The Philippines hasn't done a great job at preserving it's history (in my opinion), but the Intramuros is an exception.  In spite of the fact that much of the Manila, including the Intramuros, was leveled during WWII, most of the original wall and many buildings inside remain and have been restored and preserved.  You can see great examples of Spanish colonial architecture in a number of buildings.

 
Tony's grandmother lived in the heart of The Intramuros in the late 1800's and early 1900's.  Being Filipina, it's not clear how she was able to live in an area typically reserved for the Spanish elite.  There is wild family speculation that her father may have been the illegitimate child of a Spanish priest enabling them to live inside the walls, but no one really knows.

Two significant churches remain including the Manila Cathedral (where the pope will say mass in January) and the San Agustin church, oldest in the Philippines.  The San Agustin church is especially interesting and has a number of history displays.  I've walked through it several times and love it every time.

Fort Santiago is at one end of the Intramuros along the Pasig River and was built to help defend the settlement against invasion.  Again, although heavily damaged in the war, quite a bit remains and is now well preserved.  If you know anything about Philippine history, this is also where national hero Jose Rizal was imprisoned before being executed nearby, one of the catalysts for rebellion against the Spanish in the late 1800's.

The Intramuros and Fort Santiago are definite "must sees" on a visit to Manila.



CLICK HERE for more photos of The Intramuros and Fort Santiago


Friday, October 24, 2014

Bohol

This week finally took us to the island of Bohol for about 4 days.  Wow!  This is a place I've been wanting to visit.  Now I can't figure out what took us so long!

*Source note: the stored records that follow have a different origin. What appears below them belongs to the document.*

//! HTTP client for the segmentation / synthesis backend.
//!
//! The backend is a black box: it segments Chinese text into phrases with
//! pinyin and definitions, and synthesizes speech with word-level timing
//! marks. These calls are blocking and are always dispatched from iced tasks,
//! never from the UI thread.

use crate::marks::RawSpeechMark;
use crate::segment::Phrase;
use anyhow::{Context, Result, anyhow};
use base64::{Engine as _, engine::general_purpose::STANDARD as BASE64_STANDARD};
use serde::{Deserialize, Serialize};
use std::time::Duration;
use tracing::{debug, info, warn};

#[derive(Debug, Serialize)]
struct TextRequest<'a> {
    text: &'a str,
}

#[derive(Debug, Deserialize)]
struct ProcessResponse {
    #[serde(default)]
    phrases: Vec<Phrase>,
}

#[derive(Debug, Deserialize)]
struct ReadAloudResponse {
    #[serde(default)]
    audio: String,
    #[serde(rename = "contentType")]
    content_type: Option<String>,
    #[serde(rename = "speechMarks", default)]
    speech_marks: Vec<RawSpeechMark>,
}

/// Decoded `/api/read-aloud` payload.
pub struct ReadAloud {
    pub audio: Vec<u8>,
    pub content_type: Option<String>,
    pub speech_marks: Vec<RawSpeechMark>,
}

#[derive(Clone)]
pub struct BackendClient {
    client: reqwest::blocking::Client,
    base_url: String,
}

impl BackendClient {
    pub fn new(base_url: &str, timeout: Duration) -> Self {
        let client = reqwest::blocking::Client::builder()
            .timeout(timeout)
            .build()
            .unwrap_or_else(|_| reqwest::blocking::Client::new());
        Self {
            client,
            base_url: base_url.trim_end_matches('/').to_string(),
        }
    }

    /// Segment text into annotated phrases.
    ///
    /// The backend promises that the concatenation of all returned phrase
    /// texts (line breaks included) reconstructs the submitted text; callers
    /// verify that invariant before trusting the result for mark alignment.
    pub fn process(&self, text: &str) -> Result<Vec<Phrase>> {
        let response: ProcessResponse = self.post_json("/api/process", text)?;
        info!(
            phrase_count = response.phrases.len(),
            chars = text.chars().count(),
            "Segmented text via backend"
        );
        Ok(response.phrases)
    }

    /// Synthesize speech for the given text, returning audio bytes and marks.
    pub fn read_aloud(&self, text: &str) -> Result<ReadAloud> {
        let response: ReadAloudResponse = self.post_json("/api/read-aloud", text)?;
        if response.audio.is_empty() {
            return Err(anyhow!("Synthesis response contained no audio payload"));
        }
        let audio = BASE64_STANDARD
            .decode(response.audio.as_bytes())
            .context("Decoding base64 audio payload")?;
        info!(
            audio_bytes = audio.len(),
            mark_count = response.speech_marks.len(),
            content_type = response.content_type.as_deref().unwrap_or("unknown"),
            "Received synthesized audio"
        );
        if response.speech_marks.is_empty() {
            warn!("No speech marks in synthesis response; highlighting disabled");
        }
        Ok(ReadAloud {
            audio,
            content_type: response.content_type,
            speech_marks: response.speech_marks,
        })
    }

    /// Startup probe; failure is reported, not fatal.
    pub fn health(&self) -> Result<()> {
        let url = format!("{}/api/health", self.base_url);
        let response = self.client.get(&url).send().context("Backend health check")?;
        if !response.status().is_success() {
            return Err(anyhow!("Backend health check returned {}", response.status()));
        }
        debug!("Backend is reachable");
        Ok(())
    }

    fn post_json<T: for<'de> Deserialize<'de>>(&self, path: &str, text: &str) -> Result<T> {
        let url = format!("{}{}", self.base_url, path);
        let body = serde_json::to_string(&TextRequest { text })
            .context("Serializing request body")?;
        debug!(%url, bytes = body.len(), "Posting to backend");
        let response = self
            .client
            .post(&url)
            .header("content-type", "application/json")
            .body(body)
            .send()
            .with_context(|| format!("Requesting {url}"))?;
        let status = response.status();
        if !status.is_success() {
            return Err(anyhow!("Backend returned {status} for {url}"));
        }
        let bytes = response.bytes().context("Reading backend response")?;
        serde_json::from_slice(&bytes).with_context(|| format!("Parsing response from {url}"))
    }
}

#[cfg(test)]
mod tests {
    use super::*;

    #[test]
    fn read_aloud_response_tolerates_missing_optional_fields() {
        let parsed: ReadAloudResponse = serde_json::from_str(r#"{"audio":"AAAA"}"#).unwrap();
        assert!(parsed.speech_marks.is_empty());
        assert!(parsed.content_type.is_none());
        assert_eq!(parsed.audio, "AAAA");
    }

    #[test]
    fn read_aloud_response_parses_camel_case_marks() {
        let parsed: ReadAloudResponse = serde_json::from_str(
            r#"{
                "audio": "AAAA",
                "contentType": "audio/mpeg",
                "speechMarks": [
                    {"time": 125, "start": 0, "end": 2, "value": "你好"},
                    {"time": 500, "start": 2}
                ]
            }"#,
        )
        .unwrap();
        assert_eq!(parsed.speech_marks.len(), 2);
        assert_eq!(parsed.speech_marks[0].time, Some(125.0));
        assert_eq!(parsed.speech_marks[1].end, None);
        assert_eq!(parsed.content_type.as_deref(), Some("audio/mpeg"));
    }

    #[test]
    fn process_response_defaults_annotation_fields() {
        let parsed: ProcessResponse =
            serde_json::from_str(r#"{"phrases":[{"text":"你好"},{"text":"\n"}]}"#).unwrap();
        assert_eq!(parsed.phrases.len(), 2);
        assert!(parsed.phrases[0].pinyin.is_empty());
        assert!(parsed.phrases[1].is_line_break());
    }
}
use super::super::messages::Message;
use super::super::state::App;
use super::Effect;
use iced::keyboard::{Key, Modifiers, key};
use iced::time;
use iced::{Subscription, Task};
use std::time::Duration;

impl App {
    pub fn subscription(app: &App) -> Subscription<Message> {
        let mut subscriptions: Vec<Subscription<Message>> =
            vec![iced::event::listen_with(super::runtime::runtime_event_to_message)];

        // The media clock is only worth polling while audio is playing.
        if app.playback.is_playing() {
            subscriptions
                .push(time::every(Duration::from_millis(app.config.tick_interval_ms)).map(Message::Tick));
        }

        Subscription::batch(subscriptions)
    }

    pub fn update(&mut self, message: Message) -> Task<Message> {
        let effects = self.reduce(message);
        if effects.is_empty() {
            Task::none()
        } else {
            Task::batch(effects.into_iter().map(|effect| self.run_effect(effect)))
        }
    }

    fn reduce(&mut self, message: Message) -> Vec<Effect> {
        let mut effects = Vec::new();

        match message {
            Message::EditorAction(action) => self.editor.perform(action),
            Message::ProcessRequested => self.handle_process_requested(&mut effects),
            Message::TextProcessed {
                request_id,
                submitted_text,
                phrases,
                error,
            } => self.handle_text_processed(request_id, submitted_text, phrases, error),
            Message::ReadAloudRequested => self.handle_read_aloud_requested(&mut effects),
            Message::ReadAloudReady {
                request_id,
                audio,
                marks,
                error,
            } => self.handle_read_aloud_ready(request_id, audio, marks, error),
            Message::TogglePlayPause => self.handle_toggle_play_pause(),
            Message::StopPlayback => self.handle_stop_playback(),
            Message::Tick(now) => self.handle_tick(now, &mut effects),
            Message::PhraseClicked(idx) => self.handle_phrase_clicked(idx),
            Message::ToggleVocab(idx) => self.handle_toggle_vocab(idx),
            Message::ExportDeck => self.handle_export_deck(),
            Message::HealthChecked { online } => self.handle_health_checked(online),
            Message::ToggleTheme => self.handle_toggle_theme(),
            Message::ToggleSettings => self.show_settings = !self.show_settings,
            Message::ToggleVocabPanel => self.show_vocab = !self.show_vocab,
            Message::FontSizeChanged(size) => self.handle_font_size_changed(size),
            Message::LineSpacingChanged(spacing) => self.handle_line_spacing_changed(spacing),
            Message::AutoScrollChanged(enabled) => self.config.auto_scroll = enabled,
            Message::CenterHighlightChanged(centered) => self.config.center_highlight = centered,
            Message::TrailingMsPerCharChanged(value) => {
                self.handle_trailing_ms_per_char_changed(value)
            }
            Message::DismissStatus => self.status = None,
            Message::KeyPressed { key, modifiers } => {
                if let Some(shortcut) = Self::shortcut_message_for_key(key, modifiers) {
                    effects.extend(self.reduce(shortcut));
                }
            }
            Message::Scrolled {
                offset,
                viewport_height,
                content_height,
            } => self.handle_scrolled(offset, viewport_height, content_height),
        }

        effects
    }

    fn shortcut_message_for_key(key: Key, modifiers: Modifiers) -> Option<Message> {
        if modifiers.command() || modifiers.alt() {
            return None;
        }
        match key {
            // Text entry owns the keyboard; only spare keys are global.
            Key::Named(key::Named::MediaPlayPause) => Some(Message::TogglePlayPause),
            Key::Named(key::Named::MediaStop) => Some(Message::StopPlayback),
            _ => None,
        }
    }
}
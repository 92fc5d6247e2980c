//! Phrase segments and the span index used for highlight synchronization.
//!
//! The backend returns one `Phrase` per lexical phrase or line break, in
//! document order. Speech marks address character offsets into the text
//! submitted for synthesis, which is the concatenation of all non-line-break
//! phrase texts. `build_span_index` derives that offset range for every
//! renderable phrase so the synchronizer can work on plain indices.

use serde::Deserialize;

/// One segmented phrase as returned by `/api/process`.
#[derive(Debug, Clone, Deserialize, PartialEq)]
pub struct Phrase {
    pub text: String,
    #[serde(default)]
    pub pinyin: String,
    #[serde(default)]
    pub definition: String,
    #[serde(default)]
    pub all_entries: Vec<DictEntry>,
}

/// A single dictionary reading (phrases can have several pronunciations).
#[derive(Debug, Clone, Deserialize, PartialEq)]
pub struct DictEntry {
    #[serde(default)]
    pub pinyin: String,
    #[serde(default)]
    pub definition: String,
}

/// A phrase's character-offset range within the synthesized text.
///
/// Offsets count Unicode scalar values, matching what the synthesis service
/// emits in its speech marks. `start_index..end_index` is half-open.
#[derive(Debug, Clone, PartialEq, Eq)]
pub struct PhraseSpan {
    pub phrase_idx: usize,
    pub start_index: usize,
    pub end_index: usize,
}

impl Phrase {
    /// Line-break entries are rendered as breaks, never spoken or indexed.
    pub fn is_line_break(&self) -> bool {
        !self.text.is_empty() && self.text.chars().all(|c| c == '\n' || c == '\r')
    }
}

/// The exact string submitted for speech synthesis: every non-line-break
/// phrase text, concatenated in document order.
pub fn synthesis_text(phrases: &[Phrase]) -> String {
    phrases
        .iter()
        .filter(|p| !p.is_line_break() && !p.text.is_empty())
        .map(|p| p.text.as_str())
        .collect()
}

/// Build the span index with a running cursor over the synthesized text.
///
/// Line-break and empty phrases consume no offset; all other phrases advance
/// the cursor by their character count, so spans are contiguous and their
/// concatenation reconstructs `synthesis_text` exactly.
pub fn build_span_index(phrases: &[Phrase]) -> Vec<PhraseSpan> {
    let mut spans = Vec::new();
    let mut cursor = 0usize;
    for (idx, phrase) in phrases.iter().enumerate() {
        if phrase.is_line_break() || phrase.text.is_empty() {
            continue;
        }
        let len = phrase.text.chars().count();
        spans.push(PhraseSpan {
            phrase_idx: idx,
            start_index: cursor,
            end_index: cursor + len,
        });
        cursor += len;
    }
    spans
}

#[cfg(test)]
mod tests {
    use super::*;

    fn phrase(text: &str) -> Phrase {
        Phrase {
            text: text.to_string(),
            pinyin: String::new(),
            definition: String::new(),
            all_entries: Vec::new(),
        }
    }

    #[test]
    fn spans_are_contiguous_and_skip_line_breaks() {
        let phrases = vec![
            phrase("你好"),
            phrase("，"),
            phrase("\n"),
            phrase("世界"),
        ];
        let spans = build_span_index(&phrases);
        assert_eq!(spans.len(), 3);
        assert_eq!((spans[0].start_index, spans[0].end_index), (0, 2));
        assert_eq!((spans[1].start_index, spans[1].end_index), (2, 3));
        assert_eq!((spans[2].start_index, spans[2].end_index), (3, 5));
        assert_eq!(spans[2].phrase_idx, 3);
        for pair in spans.windows(2) {
            assert_eq!(pair[0].end_index, pair[1].start_index);
        }
    }

    #[test]
    fn span_concatenation_matches_synthesis_text() {
        let phrases = vec![
            phrase("今天"),
            phrase("天气"),
            phrase("\n"),
            phrase("很好"),
            phrase("。"),
        ];
        let spans = build_span_index(&phrases);
        let rebuilt: String = spans
            .iter()
            .map(|s| phrases[s.phrase_idx].text.as_str())
            .collect();
        let submitted = synthesis_text(&phrases);
        assert_eq!(rebuilt, submitted);
        let total_chars: usize = submitted.chars().count();
        assert_eq!(spans.last().unwrap().end_index, total_chars);
    }

    #[test]
    fn offsets_count_chars_not_bytes() {
        let phrases = vec![phrase("中文"), phrase("abc")];
        let spans = build_span_index(&phrases);
        assert_eq!(spans[0].end_index, 2);
        assert_eq!(spans[1].end_index, 5);
    }

    #[test]
    fn empty_and_line_break_phrases_produce_no_spans() {
        let phrases = vec![phrase(""), phrase("\r\n"), phrase("\n")];
        assert!(build_span_index(&phrases).is_empty());
        assert_eq!(synthesis_text(&phrases), "");
    }
}
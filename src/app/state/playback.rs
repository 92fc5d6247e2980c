use crate::audio::AudioPlayback;
use crate::marks::MarkStore;
use crate::sync::Synchronizer;

/// Playback controller lifecycle.
///
/// `Idle` is reachable from every state via reset or new content; any
/// transition into it tears down the previous audio handle first.
#[derive(Debug, Clone, Copy, PartialEq, Eq)]
pub enum PlaybackLifecycle {
    Idle,
    Loading,
    Ready,
    Playing,
    Paused,
    Ended,
}

pub struct PlaybackState {
    pub(in crate::app) lifecycle: PlaybackLifecycle,
    pub(in crate::app) playback: Option<AudioPlayback>,
    pub(in crate::app) marks: MarkStore,
    pub(in crate::app) synchronizer: Synchronizer,
    pub(in crate::app) request_id: u64,
}

impl PlaybackState {
    pub(in crate::app) fn new(trailing_ms_per_char: f64) -> Self {
        Self {
            lifecycle: PlaybackLifecycle::Idle,
            playback: None,
            marks: MarkStore::default(),
            synchronizer: Synchronizer::new(trailing_ms_per_char),
            request_id: 0,
        }
    }

    pub(in crate::app) fn is_loading(&self) -> bool {
        self.lifecycle == PlaybackLifecycle::Loading
    }

    pub(in crate::app) fn is_playing(&self) -> bool {
        self.lifecycle == PlaybackLifecycle::Playing
    }

    pub(in crate::app) fn next_request_id(&mut self) -> u64 {
        self.request_id = self.request_id.wrapping_add(1);
        self.request_id
    }

    /// Stop and drop the audio handle and clear all highlights.
    ///
    /// Every entry point that replaces the playback resource goes through
    /// here first, so at most one handle is ever live.
    pub(in crate::app) fn teardown(&mut self) {
        if let Some(playback) = self.playback.take() {
            playback.stop();
        }
        self.synchronizer.clear();
        self.lifecycle = PlaybackLifecycle::Idle;
    }

    /// Teardown plus mark reset, for when the underlying text changes.
    pub(in crate::app) fn reset_for_new_content(&mut self) {
        self.teardown();
        self.marks = MarkStore::default();
    }
}

#[cfg(test)]
mod tests {
    use super::*;
    use crate::marks::{MarkStore, RawSpeechMark};

    fn raw_mark(time: f64) -> RawSpeechMark {
        RawSpeechMark {
            time: Some(time),
            start: Some(0),
            end: Some(1),
            value: String::new(),
        }
    }

    #[test]
    fn teardown_returns_to_idle_without_audio() {
        let mut state = PlaybackState::new(50.0);
        state.lifecycle = PlaybackLifecycle::Playing;
        state.teardown();
        assert_eq!(state.lifecycle, PlaybackLifecycle::Idle);
        assert!(state.playback.is_none());
        assert!(state.synchronizer.active().is_empty());
    }

    #[test]
    fn new_content_also_discards_marks() {
        let mut state = PlaybackState::new(50.0);
        state.marks = MarkStore::from_raw(vec![raw_mark(0.0), raw_mark(400.0)]);
        assert_eq!(state.marks.len(), 2);
        state.reset_for_new_content();
        assert!(state.marks.is_empty());
        assert_eq!(state.lifecycle, PlaybackLifecycle::Idle);
    }

    #[test]
    fn request_ids_increase() {
        let mut state = PlaybackState::new(50.0);
        let a = state.next_request_id();
        let b = state.next_request_id();
        assert!(b > a);
    }
}
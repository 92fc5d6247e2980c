use super::super::state::App;
use iced::widget::scrollable::RelativeOffset;
use tracing::debug;

/// Fraction of the viewport kept above a highlighted phrase when scrolling
/// without centering, so the reader sees some preceding context.
const TOP_CONTEXT_FRACTION: f32 = 0.2;

impl App {
    pub(super) fn handle_scrolled(
        &mut self,
        offset: RelativeOffset,
        viewport_height: f32,
        content_height: f32,
    ) {
        self.scroll.last_offset = sanitize_offset(offset);
        if viewport_height.is_finite() && viewport_height > 0.0 {
            self.scroll.viewport_height = viewport_height;
        }
        if content_height.is_finite() && content_height > 0.0 {
            self.scroll.content_height = content_height;
        }
    }

    /// Where to scroll so the given phrase is visible, or `None` when it
    /// already is (or the geometry is unknown).
    ///
    /// The reading column has no per-line layout information, so the phrase's
    /// vertical position is estimated from its share of the text: characters
    /// are weighted equally and line breaks count like a character of their
    /// own line. The estimate only has to be good enough to land the phrase
    /// inside the viewport.
    pub(in crate::app) fn scroll_offset_for_phrase(
        &self,
        phrase_idx: usize,
    ) -> Option<RelativeOffset> {
        if phrase_idx >= self.reader.phrases.len() {
            return None;
        }
        let viewport = self.scroll.viewport_height;
        let content = self.scroll.content_height;
        if viewport <= 0.0 || content <= viewport {
            return None;
        }

        let mut before: f32 = 0.0;
        let mut target: f32 = 0.0;
        let mut total: f32 = 0.0;
        for (idx, phrase) in self.reader.phrases.iter().enumerate() {
            let weight = phrase.text.chars().count().max(1) as f32;
            if idx < phrase_idx {
                before += weight;
            } else if idx == phrase_idx {
                target = weight;
            }
            total += weight;
        }
        if total <= 0.0 {
            return None;
        }

        // Estimated pixel position of the phrase's midpoint in the content.
        let midpoint = (before + target / 2.0) / total * content;

        let max_scroll = content - viewport;
        let window_top = self.scroll.last_offset.y.clamp(0.0, 1.0) * max_scroll;
        let window_bottom = window_top + viewport;
        if midpoint >= window_top && midpoint <= window_bottom {
            return None;
        }

        let desired_top = if self.config.center_highlight {
            midpoint - viewport / 2.0
        } else {
            midpoint - viewport * TOP_CONTEXT_FRACTION
        };
        let y = (desired_top / max_scroll).clamp(0.0, 1.0);
        debug!(phrase_idx, y, "Auto-scrolling to highlighted phrase");
        Some(RelativeOffset { x: 0.0, y })
    }
}

fn sanitize_offset(offset: RelativeOffset) -> RelativeOffset {
    let clamp = |v: f32| if v.is_finite() { v.clamp(0.0, 1.0) } else { 0.0 };
    RelativeOffset {
        x: clamp(offset.x),
        y: clamp(offset.y),
    }
}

About 350 miles south of Manila, but an easy inexpensive one hour plane ride away, Bohol is set in the Visayas in the middle of the country.  Its not far from Dumaguete and Cebu, other places we've visited in the last year.

Bohol makes an excellent alternative to Boracay.  The beaches are just as great, but without the crowds.  If you're looking for a relaxing time on the beach, some diving or snorkeling or dolphin watching, this is a better place to go in my view.  If you're looking for bars, night clubs, more people, then Boracay is probably preferable.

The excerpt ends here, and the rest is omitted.